YOUR TASK>
Among the entries below, find the lines holding "YieldTable" and copy them.

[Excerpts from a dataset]
<<<<

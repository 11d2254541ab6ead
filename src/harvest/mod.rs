// src/harvest/mod.rs

use std::time::Duration;
use thiserror::Error;
use tokio::time::sleep;
use tracing::{debug, error, info, instrument, warn};

use crate::config::HarvestConfig;
use crate::extract::{extract_page, ExtractError, FieldNames};
use crate::fetch::{FetchError, PageSource};
use crate::table::{YieldRecord, YieldTable};

#[derive(Error, Debug)]
pub enum HarvestError {
    #[error("page {index} is unusable: {source}")]
    Fatal {
        index: u64,
        #[source]
        source: PageError,
    },
}

/// A page failure that must abort the harvest rather than end it.
#[derive(Error, Debug)]
pub enum PageError {
    #[error(transparent)]
    Fetch(#[from] FetchError),

    #[error(transparent)]
    Extract(#[from] ExtractError),
}

/// What probing one page index produced.
#[derive(Debug)]
pub enum PageOutcome {
    Record(YieldRecord),
    /// Nothing more to read at or past this index.
    EndOfData(String),
    Retryable(FetchError),
    Fatal(PageError),
}

impl PageOutcome {
    pub fn classify(result: Result<String, FetchError>, fields: &FieldNames) -> Self {
        let text = match result {
            Ok(text) => text,
            Err(e) if e.is_retryable() => return PageOutcome::Retryable(e),
            Err(e) if e.is_fatal() => return PageOutcome::Fatal(e.into()),
            Err(e) => return PageOutcome::EndOfData(e.to_string()),
        };
        match extract_page(&text, fields) {
            Ok(record) => PageOutcome::Record(record),
            Err(e) if e.is_fatal() => PageOutcome::Fatal(e.into()),
            Err(e) => PageOutcome::EndOfData(e.to_string()),
        }
    }
}

/// Why a harvest stopped short of fatal failure.
#[derive(Clone, Debug, PartialEq, Eq)]
pub enum StopReason {
    RangeExhausted,
    EndOfData { index: u64, reason: String },
    RetriesExhausted { index: u64, reason: String },
}

#[derive(Debug)]
pub struct HarvestReport {
    pub table: YieldTable,
    /// Last index that produced a record.
    pub last_index: Option<u64>,
    pub stop: StopReason,
}

/// Walks page indices in order, one request at a time.
pub struct Harvester<S> {
    source: S,
    fields: FieldNames,
    max_retries: u32,
    retry_backoff: Duration,
}

impl<S: PageSource> Harvester<S> {
    pub fn new(source: S, fields: FieldNames, config: &HarvestConfig) -> Self {
        Self {
            source,
            fields,
            max_retries: config.max_retries,
            retry_backoff: Duration::from_millis(config.retry_backoff_ms),
        }
    }

    pub fn source(&self) -> &S {
        &self.source
    }

    /// Fetch and classify a single index, without retries.
    pub async fn probe(&self, index: u64) -> PageOutcome {
        PageOutcome::classify(self.source.fetch_page(index).await, &self.fields)
    }

    /// Probe with bounded exponential backoff on transient errors.
    async fn probe_with_retry(&self, index: u64) -> PageOutcome {
        let mut attempts = 0;
        loop {
            match self.probe(index).await {
                PageOutcome::Retryable(e) if attempts < self.max_retries => {
                    attempts += 1;
                    let delay = self.retry_backoff * 2u32.saturating_pow(attempts - 1);
                    warn!(index, attempt = attempts, delay_ms = delay.as_millis() as u64, error = %e, "Retrying");
                    sleep(delay).await;
                }
                outcome => return outcome,
            }
        }
    }

    /// Collect every trading day from `start_index` through `end_index`,
    /// stopping at the first page that has no record.
    pub async fn harvest(&self, start_index: u64, end_index: u64) -> Result<YieldTable, HarvestError> {
        Ok(self.harvest_report(start_index, end_index).await?.table)
    }

    #[instrument(level = "info", skip(self))]
    pub async fn harvest_report(
        &self,
        start_index: u64,
        end_index: u64,
    ) -> Result<HarvestReport, HarvestError> {
        let mut records = Vec::new();
        let mut last_index = None;
        let mut stop = StopReason::RangeExhausted;

        for index in start_index..=end_index {
            match self.probe_with_retry(index).await {
                PageOutcome::Record(record) => {
                    debug!(index, date = %record.date, "harvested");
                    records.push(record);
                    last_index = Some(index);
                }
                PageOutcome::EndOfData(reason) => {
                    info!(index, %reason, "end of available data");
                    stop = StopReason::EndOfData { index, reason };
                    break;
                }
                PageOutcome::Retryable(e) => {
                    error!(index, error = %e, "Exhausted retries; keeping pages gathered so far");
                    stop = StopReason::RetriesExhausted {
                        index,
                        reason: e.to_string(),
                    };
                    break;
                }
                PageOutcome::Fatal(source) => {
                    error!(index, error = %source, "aborting harvest");
                    return Err(HarvestError::Fatal { index, source });
                }
            }
        }

        let table = YieldTable::from_records(records);
        info!(
            records = table.len(),
            first = ?table.first_date(),
            last = ?table.last_date(),
            "harvest finished"
        );
        Ok(HarvestReport {
            table,
            last_index,
            stop,
        })
    }
}

#[cfg(test)]
pub(crate) mod tests {
    use super::*;
    use crate::config::SourceConfig;
    use crate::extract::tests::entry_xml;
    use crate::fetch::TreasuryClient;
    use crate::table::Maturity;
    use chrono::NaiveDate;
    use std::collections::HashMap;
    use std::sync::Mutex;

    pub(crate) enum Page {
        Ok(String),
        Transient,
        Missing,
    }

    /// Scripted pages; each index serves its queue front to back and repeats the last entry.
    #[derive(Default)]
    pub(crate) struct ScriptedSource {
        pages: Mutex<HashMap<u64, Vec<Page>>>,
        pub(crate) calls: Mutex<Vec<u64>>,
    }

    impl ScriptedSource {
        pub(crate) fn with(mut self, index: u64, pages: Vec<Page>) -> Self {
            self.pages.get_mut().unwrap().insert(index, pages);
            self
        }

        pub(crate) fn day(self, index: u64, date: &str) -> Self {
            self.with(index, vec![Page::Ok(entry_xml(date, &[]))])
        }

        fn next(&self, index: u64) -> Result<String, FetchError> {
            self.calls.lock().unwrap().push(index);
            let mut pages = self.pages.lock().unwrap();
            let queue = match pages.get_mut(&index) {
                Some(q) if !q.is_empty() => q,
                _ => return Err(FetchError::NotFound { index, status: 404 }),
            };
            let page = if queue.len() > 1 { queue.remove(0) } else { clone_page(&queue[0]) };
            match page {
                Page::Ok(text) => Ok(text),
                Page::Transient => Err(FetchError::Transient {
                    index,
                    message: "connection reset".into(),
                }),
                Page::Missing => Err(FetchError::NotFound { index, status: 404 }),
            }
        }
    }

    fn clone_page(page: &Page) -> Page {
        match page {
            Page::Ok(t) => Page::Ok(t.clone()),
            Page::Transient => Page::Transient,
            Page::Missing => Page::Missing,
        }
    }

    impl PageSource for ScriptedSource {
        async fn fetch_page(&self, index: u64) -> Result<String, FetchError> {
            self.next(index)
        }
    }

    fn harvester(source: ScriptedSource) -> Harvester<ScriptedSource> {
        let config = HarvestConfig {
            max_retries: 2,
            retry_backoff_ms: 0,
            ..HarvestConfig::default()
        };
        Harvester::new(source, FieldNames::default(), &config)
    }

    fn date(s: &str) -> NaiveDate {
        NaiveDate::parse_from_str(s, "%Y-%m-%d").unwrap()
    }

    #[tokio::test]
    async fn test_stops_at_transport_failure() {
        let source = ScriptedSource::default()
            .day(1, "2019-01-02")
            .day(2, "2019-01-03")
            .day(3, "2019-01-04")
            .day(4, "2019-01-07")
            .with(5, vec![Page::Transient])
            .day(6, "2019-01-09");
        let h = harvester(source);

        let report = h.harvest_report(1, 10).await.unwrap();
        assert_eq!(report.table.len(), 4);
        assert_eq!(report.last_index, Some(4));
        assert!(matches!(report.stop, StopReason::RetriesExhausted { index: 5, .. }));
        let dates: Vec<_> = report.table.iter().map(|r| r.date).collect();
        assert_eq!(
            dates,
            vec![
                date("2019-01-02"),
                date("2019-01-03"),
                date("2019-01-04"),
                date("2019-01-07")
            ]
        );
        // one try plus two retries at index 5, nothing past it
        let calls = h.source().calls.lock().unwrap().clone();
        assert_eq!(calls, vec![1, 2, 3, 4, 5, 5, 5]);
    }

    #[tokio::test]
    async fn test_retry_then_continue() {
        let source = ScriptedSource::default()
            .day(1, "2019-01-02")
            .with(
                2,
                vec![Page::Transient, Page::Ok(entry_xml("2019-01-03", &[]))],
            )
            .day(3, "2019-01-04");
        let report = harvester(source).harvest_report(1, 3).await.unwrap();
        assert_eq!(report.table.len(), 3);
        assert_eq!(report.stop, StopReason::RangeExhausted);
    }

    #[tokio::test]
    async fn test_missing_page_is_end_of_data() {
        let source = ScriptedSource::default()
            .day(7, "2019-01-02")
            .with(8, vec![Page::Missing])
            .day(9, "2019-01-04");
        let h = harvester(source);
        let report = h.harvest_report(7, 100).await.unwrap();
        assert_eq!(report.table.len(), 1);
        assert!(matches!(report.stop, StopReason::EndOfData { index: 8, .. }));
        assert_eq!(*h.source().calls.lock().unwrap(), vec![7, 8]);
    }

    #[tokio::test]
    async fn test_range_bound_is_inclusive() {
        let source = ScriptedSource::default()
            .day(1, "2019-01-02")
            .day(2, "2019-01-03")
            .day(3, "2019-01-04");
        let table = harvester(source).harvest(1, 2).await.unwrap();
        assert_eq!(table.len(), 2);
        assert_eq!(table.last_date(), Some(date("2019-01-03")));
    }

    #[tokio::test]
    async fn test_output_sorted_regardless_of_fetch_order() {
        let source = ScriptedSource::default()
            .day(1, "2019-01-04")
            .day(2, "2019-01-02")
            .day(3, "2019-01-03");
        let table = harvester(source).harvest(1, 3).await.unwrap();
        let dates: Vec<_> = table.iter().map(|r| r.date).collect();
        assert_eq!(
            dates,
            vec![date("2019-01-02"), date("2019-01-03"), date("2019-01-04")]
        );
    }

    #[tokio::test]
    async fn test_non_numeric_yield_aborts() {
        let bad = entry_xml(
            "2019-01-03",
            &[("BC_2YEAR", Some("<d:BC_2YEAR>n/a</d:BC_2YEAR>"))],
        );
        let source = ScriptedSource::default()
            .day(1, "2019-01-02")
            .with(2, vec![Page::Ok(bad)]);
        let err = harvester(source).harvest(1, 5).await.unwrap_err();
        match err {
            HarvestError::Fatal { index, source } => {
                assert_eq!(index, 2);
                assert!(matches!(
                    source,
                    PageError::Extract(ExtractError::Coercion { maturity: Maturity::Y2, .. })
                ));
            }
        }
    }

    #[tokio::test]
    async fn test_unparseable_url_aborts() {
        let config = SourceConfig {
            url_template: "htp//x({index})".into(),
            ..SourceConfig::default()
        };
        let client = TreasuryClient::new(&config).unwrap();
        let h = Harvester::new(client, FieldNames::default(), &HarvestConfig::default());

        assert!(matches!(h.probe(3).await, PageOutcome::Fatal(PageError::Fetch(FetchError::Url(_)))));
        let err = h.harvest(3, 10).await.unwrap_err();
        assert!(matches!(err, HarvestError::Fatal { index: 3, .. }), "{err}");
    }

    #[tokio::test]
    async fn test_start_past_end_probes_nothing() {
        let h = harvester(ScriptedSource::default().day(1, "2019-01-02"));
        let report = h.harvest_report(5, 4).await.unwrap();
        assert!(report.table.is_empty());
        assert!(h.source().calls.lock().unwrap().is_empty());
    }
}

>>>>

ANSWER SPACE>
use crate::table::{YieldRecord, YieldTable};
    pub table: YieldTable,
    pub async fn harvest(&self, start_index: u64, end_index: u64) -> Result<YieldTable, HarvestError> {
        let table = YieldTable::from_records(records);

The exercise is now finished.